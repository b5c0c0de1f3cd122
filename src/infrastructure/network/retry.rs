//! Bounded linear-backoff retry around a fetch operation.
//!
//! The retry logic is a small state machine with a pure transition function
//! so the sequencing is testable without timers; `fetch_with_retry` is the
//! async driver that adds the sleeps.

use std::future::Future;
use std::time::Duration;

use crate::domain::error::DirectoryError;

#[derive(Debug, Clone, Copy)]
pub struct RetryPolicy {
    /// Total attempts, the first one included.
    pub max_attempts: u32,
    /// Backoff before attempt N+1 is `base_delay * N`.
    pub base_delay: Duration,
}

impl Default for RetryPolicy {
    fn default() -> Self {
        Self {
            max_attempts: 3,
            base_delay: Duration::from_millis(500),
        }
    }
}

impl RetryPolicy {
    pub fn backoff_after(&self, failed_attempt: u32) -> Duration {
        self.base_delay * failed_attempt
    }
}

#[derive(Debug, Clone, Copy, PartialEq, Eq)]
pub enum FetchState {
    Idle,
    Fetching { attempt: u32 },
    RetryScheduled { attempt: u32 },
    Succeeded,
    Failed,
}

#[derive(Debug, Clone, Copy, PartialEq, Eq)]
pub enum FetchEvent {
    Start,
    Success,
    /// Transport or HTTP-status failure.
    Retryable,
    /// Shape/validation failure; retrying cannot fix it.
    Terminal,
}

/// Pure transition function. Events that make no sense in the current state
/// leave it unchanged.
pub fn transition(state: FetchState, event: FetchEvent, policy: &RetryPolicy) -> FetchState {
    match (state, event) {
        (FetchState::Idle, FetchEvent::Start) => FetchState::Fetching { attempt: 1 },
        (FetchState::RetryScheduled { attempt }, FetchEvent::Start) => {
            FetchState::Fetching { attempt }
        }
        (FetchState::Fetching { .. }, FetchEvent::Success) => FetchState::Succeeded,
        (FetchState::Fetching { attempt }, FetchEvent::Retryable) => {
            if attempt < policy.max_attempts {
                FetchState::RetryScheduled {
                    attempt: attempt + 1,
                }
            } else {
                FetchState::Failed
            }
        }
        (FetchState::Fetching { .. }, FetchEvent::Terminal) => FetchState::Failed,
        (state, _) => state,
    }
}

/// Drive `op` through the state machine: retryable failures back off and
/// re-attempt up to the policy bound, terminal failures and success return
/// immediately. Each call starts from a fresh attempt counter; the caller's
/// manual retry is simply calling this again.
pub async fn fetch_with_retry<T, F, Fut>(
    policy: &RetryPolicy,
    mut op: F,
) -> Result<T, DirectoryError>
where
    F: FnMut() -> Fut,
    Fut: Future<Output = Result<T, DirectoryError>>,
{
    let mut state = transition(FetchState::Idle, FetchEvent::Start, policy);
    loop {
        let FetchState::Fetching { attempt } = state else {
            unreachable!("retry driver only awaits in the Fetching state");
        };
        match op().await {
            Ok(value) => return Ok(value),
            Err(err) => {
                let event = if err.is_retryable() {
                    FetchEvent::Retryable
                } else {
                    FetchEvent::Terminal
                };
                state = transition(state, event, policy);
                match state {
                    FetchState::RetryScheduled { .. } => {
                        let delay = policy.backoff_after(attempt);
                        tracing::warn!(
                            attempt,
                            delay_ms = delay.as_millis() as u64,
                            error = %err,
                            "fetch failed, retrying after backoff"
                        );
                        tokio::time::sleep(delay).await;
                        state = transition(state, FetchEvent::Start, policy);
                    }
                    _ => return Err(err),
                }
            }
        }
    }
}
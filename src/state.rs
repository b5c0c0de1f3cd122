use crate::domain::error::DirectoryError;
use crate::infrastructure::config::Config;
use crate::infrastructure::network::client::ApiClient;
use crate::infrastructure::network::http::create_client;
use crate::infrastructure::storage::detail_cache::DetailCache;
use crate::infrastructure::xml::VenueXmlParser;
use std::sync::{Arc, Mutex};
use tokio::sync::RwLock;

#[derive(Clone)]
pub struct AppState {
    pub client: ApiClient,
    pub config: Arc<RwLock<Config>>,
    pub detail_cache: Arc<DetailCache>,
    pub parser: Arc<Mutex<VenueXmlParser>>,
}

impl AppState {
    pub fn new(config: Config) -> Result<Self, DirectoryError> {
        let http_client = create_client(&config)?;
        let client = ApiClient::new(http_client, config.endpoints.clone());

        Ok(Self {
            client,
            config: Arc::new(RwLock::new(config)),
            detail_cache: Arc::new(DetailCache::new()),
            parser: Arc::new(Mutex::new(VenueXmlParser::new())),
        })
    }
}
----
Exercise description> Report every line containing the word "ApiClient" from the listing above.

Response>
use crate::infrastructure::network::client::ApiClient;
    pub client: ApiClient,
        let client = ApiClient::new(http_client, config.endpoints.clone());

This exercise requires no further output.